Upheavals mark seed trade

1 Aug, 2002 By: Ron Hall Landscape Management

Farmers have plowed under thousands of acres of perennial ryegrass.


Turfgrass is the green thread binding the diverse Green Industry. Its utility and versatility is the cornerstone of our industry. Turfgrass is essential to our livelihoods — reason enough to keep track of what’s happening with the turf seed business.

But let’s start at the beginning.

Catastrophe strikes

Did you know that a cataclysmic event occurred 15,000 years ago, defining the regions of our country that developed into our prime seed production areas?

Imagine the volume of water flowing in all the world’s rivers. Multiply that by 10 and put it into a lake on a high plateau stretching across northwestern Montana. Now picture a 2,500-ft. tall glacial ice dam holding back this lake. Picture the dam collapsing under the pressure of the lake, producing a wall of water 2,000-ft. high traveling at 65 mph sweeping away everything in its path.

Geologists say that just such an event shaped the landscape of much of the Inland and Pacific Northwest.

As the deluge rushed west, it stripped the soil from the earth, leaving behind bedrock and gravel. Some soil was deposited in Oregon’s Willamette Valley, 400 miles west. Today, the “scablands” in northern Idaho and eastern Oregon, which are 80% gravel, grow much of the nation’s bluegrass seed. In the Willamette Valley, farmers produce most of the nation’s ryegrass, fescue and bentgrass seeds.

Another big blow

A more recent upheaval in the same regions, this one economic, is easier to picture: the collapse of seed consolidator AgriBioTech in 2000. Its failure rocked the turf seed market and left growers with tons of seed in their fields with no place for it to go. This was a big blow for the seed business, coming in a period of overproduction. Seed prices have been in a funk ever since.

When we toured the seed producing areas of northern Idaho and the Willamette Valley in Oregon several weeks ago, we learned that suppliers and farmers there have plowed under thousands of acres of perennial ryegrass fields to balance supply with demand. Taking into account 2001’s short crop, the ryegrass surplus could be history by spring of 2003, and prices will likely rise.

But, the turf seed business is complicated. As seed producers meet one challenge, another always arises.

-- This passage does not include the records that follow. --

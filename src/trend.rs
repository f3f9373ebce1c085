//! # Trend Selector
//! Pure, testable logic that maps the run's headline stream to one
//! deduplicated trend. No I/O, suitable for unit tests and offline
//! evaluation.
//!
//! Policy: cluster titles on their normalized key; the cluster backed by
//! the most distinct outlets wins, recency breaks ties. A cluster below
//! the corroboration threshold is discarded in favor of the single
//! freshest item overall, so a run with any input always has something
//! to publish.

use std::collections::{BTreeMap, HashSet};

use chrono::{DateTime, Utc};

use crate::ingest::types::FeedItem;
use crate::normalize::norm_key;

/// Pick the trend for this run. Returns between 0 and `max_merge` items
/// with pairwise-distinct links, in input order. Empty input yields an
/// empty result (nothing to publish, not an error).
pub fn select_trend(items: &[FeedItem], min_sources: usize, max_merge: usize) -> Vec<FeedItem> {
    if items.is_empty() {
        return Vec::new();
    }

    // 1) Partition by clustering key; order inside a group follows input order.
    let mut groups: BTreeMap<String, Vec<&FeedItem>> = BTreeMap::new();
    for item in items {
        groups.entry(norm_key(&item.title)).or_default().push(item);
    }

    // 2) Best cluster by (distinct source count, latest published), compared
    //    lexicographically. Iteration is key-ascending and strict `>` keeps
    //    the incumbent on a full tie, so identical score tuples resolve to
    //    the smallest key.
    let mut best: Option<(usize, DateTime<Utc>, &Vec<&FeedItem>)> = None;
    for members in groups.values() {
        let distinct = members
            .iter()
            .map(|m| m.source.as_str())
            .collect::<HashSet<_>>()
            .len();
        let latest = members
            .iter()
            .map(|m| m.published)
            .max()
            .unwrap_or(DateTime::<Utc>::MIN_UTC);
        let replace = match best {
            None => true,
            Some((d, l, _)) => (distinct, latest) > (d, l),
        };
        if replace {
            best = Some((distinct, latest, members));
        }
    }
    let Some((distinct, _, members)) = best else {
        return Vec::new();
    };

    // 3) Corroboration: the winner needs `min_sources` distinct outlets
    //    behind it, else fall back to the freshest single item across the
    //    whole ungrouped input (first one on equal timestamps).
    let chosen: Vec<&FeedItem> = if distinct < min_sources {
        tracing::info!(
            distinct_sources = distinct,
            min_sources,
            "no multi-source trend; falling back to freshest single story"
        );
        let mut freshest = &items[0];
        for it in &items[1..] {
            if it.published > freshest.published {
                freshest = it;
            }
        }
        vec![freshest]
    } else {
        members.clone()
    };

    // 4) Dedupe by link, first occurrence wins; 5) cap at max_merge.
    let mut seen: HashSet<&str> = HashSet::new();
    let mut uniq: Vec<FeedItem> = Vec::new();
    for it in chosen {
        if uniq.len() == max_merge {
            break;
        }
        if seen.insert(it.link.as_str()) {
            uniq.push(it.clone());
        }
    }
    uniq
}

#[cfg(test)]
mod tests {
    use super::*;
    use chrono::TimeZone;

    fn at(min: u32) -> DateTime<Utc> {
        Utc.with_ymd_and_hms(2025, 8, 5, 12, min, 0).unwrap()
    }

    fn item(title: &str, source: &str, link: &str, published: DateTime<Utc>) -> FeedItem {
        FeedItem {
            title: title.to_string(),
            link: link.to_string(),
            source: source.to_string(),
            published,
        }
    }

    #[test]
    fn identical_score_tuples_resolve_to_smallest_key() {
        // Two two-source clusters with equal latest timestamps; only the
        // normalized key differs. "cabinet reshuffle ..." < "monsoon ..."
        let items = vec![
            item("Monsoon floods northern districts", "S1", "l1", at(0)),
            item("Northern districts hit by monsoon floods", "S2", "l2", at(10)),
            item("Cabinet reshuffle announced today", "S3", "l3", at(0)),
            item("Today cabinet reshuffle announced", "S4", "l4", at(10)),
        ];
        let out = select_trend(&items, 2, 3);
        assert_eq!(
            out.iter().map(|i| i.link.as_str()).collect::<Vec<_>>(),
            vec!["l3", "l4"]
        );
        // Repeated calls agree (no map-iteration-order dependence).
        for _ in 0..10 {
            assert_eq!(select_trend(&items, 2, 3), out);
        }
    }

    #[test]
    fn all_stopword_titles_cluster_together_on_empty_key() {
        let items = vec![
            item("This and that", "S1", "l1", at(0)),
            item("Over and out", "S2", "l2", at(1)),
        ];
        // Both degenerate to the empty key: one cluster, two sources.
        let out = select_trend(&items, 2, 3);
        assert_eq!(out.len(), 2);
    }

    #[test]
    fn fallback_prefers_first_item_on_equal_timestamps() {
        let items = vec![
            item("Quake hits region", "S1", "l1", at(5)),
            item("Budget session begins", "S1", "l2", at(5)),
        ];
        let out = select_trend(&items, 2, 3);
        assert_eq!(out.len(), 1);
        assert_eq!(out[0].link, "l1");
    }
}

More challenges still ahead

Insiders say a bumper crop of K-31 tall fescue is being harvested in the Midwest this year. K-31 is a pasture grass, no match for the quality turf-type tall fescue seed grown in Oregon. But it will keep producers there from getting the prices they want, considering that thousands of acres taken out of ryegrass ended up as tall fescue fields.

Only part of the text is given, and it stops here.